When you're young, it's easy to justify putting off saving for retirement. There are always expenses that seem more urgent than retirement, especially for someone starting a family while simultaneously launching a career. But once you start to approach retirement age, the gap between how much money you have saved and how much you'll need will become glaringly obvious. At this point, it's time to focus on saving your retirement.
Find the gap
Before you can work on solving the problem, you need to know just how big the problem is. So your first step should be calculating exactly how much money you'll need every month in retirement to meet your basic expenses, and compare that to how much income you'll be making each month in retirement. The difference between those numbers is what you'll need to find a way to fix.
Add up your expenses and income
Yes, writing up a budget is tedious and annoying, but it's a critical part of the process of saving your retirement from the jaws of financial disaster. Start by adding up your current expenses, then think about how those expenses will change during retirement. Most will go down, but you can expect healthcare expenses to rise over time. A retirement expense calculator can help quite a bit with this process. Next, look at your sources of income in retirement. You can pull up your Social Security statement online and see how much you'll be getting from the agency monthly; if you're within a few years of retirement, this number should be pretty close to the actual amount you'll get. Retirement savings accounts such as IRAs and 401(k)s are another likely source of income; depending on when you retire, you can safely draw 3% to 4% of these accounts each year without depleting them. If you're fortunate enough to have a pension from a current or former employer, include that number in the mix.

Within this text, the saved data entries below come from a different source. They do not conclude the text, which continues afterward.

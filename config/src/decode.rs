// SPDX-License-Identifier: Apache-2.0
// Copyright TRex Controller Authors

//! Content-Type dispatched manifest decoding.

use crate::model::TrexWorkload;

/// Errors which can occur when decoding a submitted manifest body.
#[derive(Debug, thiserror::Error)]
#[must_use]
pub enum DecodeError {
    #[error("invalid JSON body: {0}")]
    Json(#[from] serde_json::Error),
    #[error("invalid YAML body: {0}")]
    Yaml(#[from] serde_yaml_ng::Error),
}

/// Decode a request body into a [`TrexWorkload`] based on its Content-Type.
///
/// `application/json` bodies decode as JSON; everything else is attempted
/// as YAML, which also covers JSON-in-YAML and the CLI's `text/plain`
/// fallback for files without a recognized extension.
///
/// # Errors
///
/// Returns a [`DecodeError`] when the body does not parse in the selected
/// format.
pub fn decode_workload(content_type: &str, body: &[u8]) -> Result<TrexWorkload, DecodeError> {
    if content_type.contains("json") {
        Ok(serde_json::from_slice(body)?)
    } else {
        Ok(serde_yaml_ng::from_slice(body)?)
    }
}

If the financial gap is small: less than $100 per month
Let's say you crunch the numbers for your income and expenses and discover that you'll be short by about $50 per month. This is actually (sort of) good news, because a gap of less than $100 per month is usually fairly easy to make up. The first place to start is taking a look at your expenses. Is there any place that you are wasting money? Downgrading unnecessarily expensive cellphone plans, insurance plans, and so on may be enough to close your income/expense gap. If not, you may need to cut out some desirable but not necessary expenses, such as monthly subscriptions and part of your restaurant or entertainment budget (you did remember to allow for these expenses in your budget, right?). Another option is to cut your expenses pre-retirement so that you can really turbocharge your savings during the last few years before you retire; if you can make significant contributions to your retirement accounts, this may add enough retirement income to resolve your gap.

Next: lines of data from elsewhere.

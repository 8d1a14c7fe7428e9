// SPDX-License-Identifier: Apache-2.0
// Copyright TRex Controller Authors

//! [`ContainerEngine`] implementation over the docker daemon.

use crate::{ContainerEngine, EngineError, HUGEPAGE_MOUNT, WORKER_CFG_TARGET, pause_name};
use async_trait::async_trait;
use bollard::Docker;
use bollard::models::{
    ContainerCreateBody, ContainerStateStatusEnum, HostConfig, Mount, MountTypeEnum,
};
use bollard::query_parameters::{
    CreateContainerOptions, CreateImageOptions, InspectContainerOptions, ListContainersOptions,
    RemoveContainerOptions, StartContainerOptions, StopContainerOptions,
};
use futures::TryStreamExt;
use std::path::Path;
use std::time::Duration;
use tracing::{debug, info, warn};

const PID_WAIT_ATTEMPTS: u32 = 5;
const PID_WAIT_DELAY: Duration = Duration::from_millis(500);

/// The docker-backed engine.
pub struct DockerEngine {
    docker: Docker,
}

impl DockerEngine {
    /// Connect to the local docker daemon with default settings
    /// (`DOCKER_HOST` / unix socket).
    ///
    /// # Errors
    ///
    /// Returns an error if the daemon is unreachable.
    pub fn connect() -> Result<Self, EngineError> {
        let docker = Docker::connect_with_local_defaults()?;
        Ok(DockerEngine { docker })
    }

    fn is_not_found(err: &bollard::errors::Error) -> bool {
        matches!(
            err,
            bollard::errors::Error::DockerResponseServerError {
                status_code: 404,
                ..
            }
        )
    }
}

fn bind_mount(source: &str, target: &str) -> Mount {
    Mount {
        source: Some(source.to_string()),
        target: Some(target.to_string()),
        typ: Some(MountTypeEnum::BIND),
        ..Default::default()
    }
}

#[async_trait]
impl ContainerEngine for DockerEngine {
    async fn ensure_image(&self, image: &str) -> Result<(), EngineError> {
        match self.docker.inspect_image(image).await {
            Ok(_) => {
                debug!("image {image} already present");
                return Ok(());
            }
            Err(err) if Self::is_not_found(&err) => {}
            Err(err) => return Err(err.into()),
        }

        info!("pulling image {image}");
        let mut pull = self.docker.create_image(
            Some(CreateImageOptions {
                from_image: Some(image.to_string()),
                ..Default::default()
            }),
            None,
            None,
        );
        while let Some(progress) = pull.try_next().await? {
            if let Some(status) = progress.status {
                info!(
                    "pulling {image}: {} {status}",
                    progress.id.unwrap_or_default()
                );
            }
        }
        info!("pulled image {image}");
        Ok(())
    }

    async fn create_pause(&self, workload: &str, image: &str) -> Result<String, EngineError> {
        let name = pause_name(workload);
        let response = self
            .docker
            .create_container(
                Some(CreateContainerOptions {
                    name: Some(name.clone()),
                    ..Default::default()
                }),
                ContainerCreateBody {
                    image: Some(image.to_string()),
                    host_config: Some(HostConfig {
                        network_mode: Some("none".to_string()),
                        ..Default::default()
                    }),
                    ..Default::default()
                },
            )
            .await?;
        debug!("pause container {name} created with id {}", response.id);
        Ok(response.id)
    }

    async fn create_worker(
        &self,
        workload: &str,
        image: &str,
        pause_id: &str,
        cfg_path: &str,
    ) -> Result<String, EngineError> {
        let response = self
            .docker
            .create_container(
                Some(CreateContainerOptions {
                    name: Some(workload.to_string()),
                    ..Default::default()
                }),
                ContainerCreateBody {
                    image: Some(image.to_string()),
                    // keep the container alive; TRex is started by the operator
                    cmd: Some(vec![
                        "tail".to_string(),
                        "-f".to_string(),
                        "/dev/null".to_string(),
                    ]),
                    tty: Some(true),
                    host_config: Some(HostConfig {
                        network_mode: Some(format!("container:{pause_id}")),
                        privileged: Some(true),
                        cap_add: Some(vec!["ALL".to_string()]),
                        mounts: Some(vec![
                            bind_mount(HUGEPAGE_MOUNT, HUGEPAGE_MOUNT),
                            bind_mount(cfg_path, WORKER_CFG_TARGET),
                        ]),
                        ..Default::default()
                    }),
                    ..Default::default()
                },
            )
            .await?;
        debug!("worker container {workload} created with id {}", response.id);
        Ok(response.id)
    }

    async fn start(&self, id: &str) -> Result<(), EngineError> {
        self.docker
            .start_container(id, None::<StartContainerOptions>)
            .await?;
        Ok(())
    }

    async fn stop(&self, id: &str) -> Result<(), EngineError> {
        self.docker
            .stop_container(id, None::<StopContainerOptions>)
            .await?;
        Ok(())
    }

    async fn remove(&self, id: &str) -> Result<(), EngineError> {
        self.docker
            .remove_container(
                id,
                Some(RemoveContainerOptions {
                    force: true,
                    ..Default::default()
                }),
            )
            .await?;
        Ok(())
    }

    async fn list_names(&self) -> Result<Vec<(String, String)>, EngineError> {
        let containers = self
            .docker
            .list_containers(Some(ListContainersOptions {
                all: true,
                ..Default::default()
            }))
            .await?;
        let mut names = Vec::new();
        for container in containers {
            let id = container.id.unwrap_or_default();
            for name in container.names.unwrap_or_default() {
                names.push((id.clone(), name));
            }
        }
        Ok(names)
    }

    async fn valid_pid(&self, id: &str) -> Result<i32, EngineError> {
        for attempt in 1..=PID_WAIT_ATTEMPTS {
            let inspect = self
                .docker
                .inspect_container(id, None::<InspectContainerOptions>)
                .await?;
            let state = inspect.state.unwrap_or_default();
            if state.status != Some(ContainerStateStatusEnum::RUNNING) {
                return Err(EngineError::NotRunning {
                    id: id.to_string(),
                    status: format!("{:?}", state.status),
                });
            }
            if let Some(pid) = state.pid
                && pid > 0
            {
                if Path::new(&format!("/proc/{pid}")).exists() {
                    return Ok(pid as i32);
                }
                warn!("container {id} PID {pid} not alive yet, retrying");
            }
            if attempt < PID_WAIT_ATTEMPTS {
                tokio::time::sleep(PID_WAIT_DELAY).await;
            }
        }
        Err(EngineError::PidNotLive {
            id: id.to_string(),
            attempts: PID_WAIT_ATTEMPTS,
        })
    }
}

A moderate financial gap: $100-$200 per month
A larger financial gap will be more difficult to resolve if you're already pretty close to retirement age. One solution that can make a huge difference is putting off your retirement by another few years. First, that gives you several extra years to save retirement money instead of spending it, which will save you several thousand dollars. Second, delaying your Social Security benefits means that you will be blessed with "delayed retirement credits" that will increase the amount of Social Security you receive each month by 8% per year that you wait. These retirement credits will accrue each year between your full retirement age and age 70. If you can't or won't delay your retirement, you'll need to do some major expense-cutting to keep from running out of money. Consider downsizing your living situation, either by moving to a smaller house or apartment, moving in with family, relocating to a much cheaper area, or renting out a room. A reverse mortgage may also be a good option if you own your own home and it's mostly or completely paid off.
A large financial gap: more than $200 per month
If your projected income is nowhere near enough to meet your expenses, then simply cutting your expenses will probably not be enough to solve the shortfall. You'll also need to look for ways to increase your income during retirement. The simplest way to do this would be to keep your current job, but transition to a part-time instead of full-time schedule. If you can't make this happen, you'll need to look for part-time work elsewhere. Obviously, a part-time job you can enjoy would be the best option, so consider your skill sets and see if you can convert any of your hobbies into paid work. If that's not an option, you may, unfortunately, just have to pick up a part-time job that you dislike for a few years, until your income and expenses balance out a little better.
Ensuring you don't run out of money
Running out of money during retirement is always a risk, but it's a greater risk if you have just barely enough income to meet your expenses. A series of declining investments or a run of poor health that takes you out of work can cut a huge swath in your retirement savings. One way to minimize the risk of such a disaster is by diversifying your sources of retirement income. If you depend heavily on one or two income sources (say, Social Security and your 401(k) savings) and one of them fails, you are guaranteed to be in big trouble. But if you have five or six different sources of income, one source failing will be a hassle but probably not a catastrophe. Spread your assets out over both traditional and Roth retirement accounts, multiple investment options such as bonds and real estate, annuities, side jobs, and any other sources of retirement income that you can set up. Consider it a form of retirement insurance.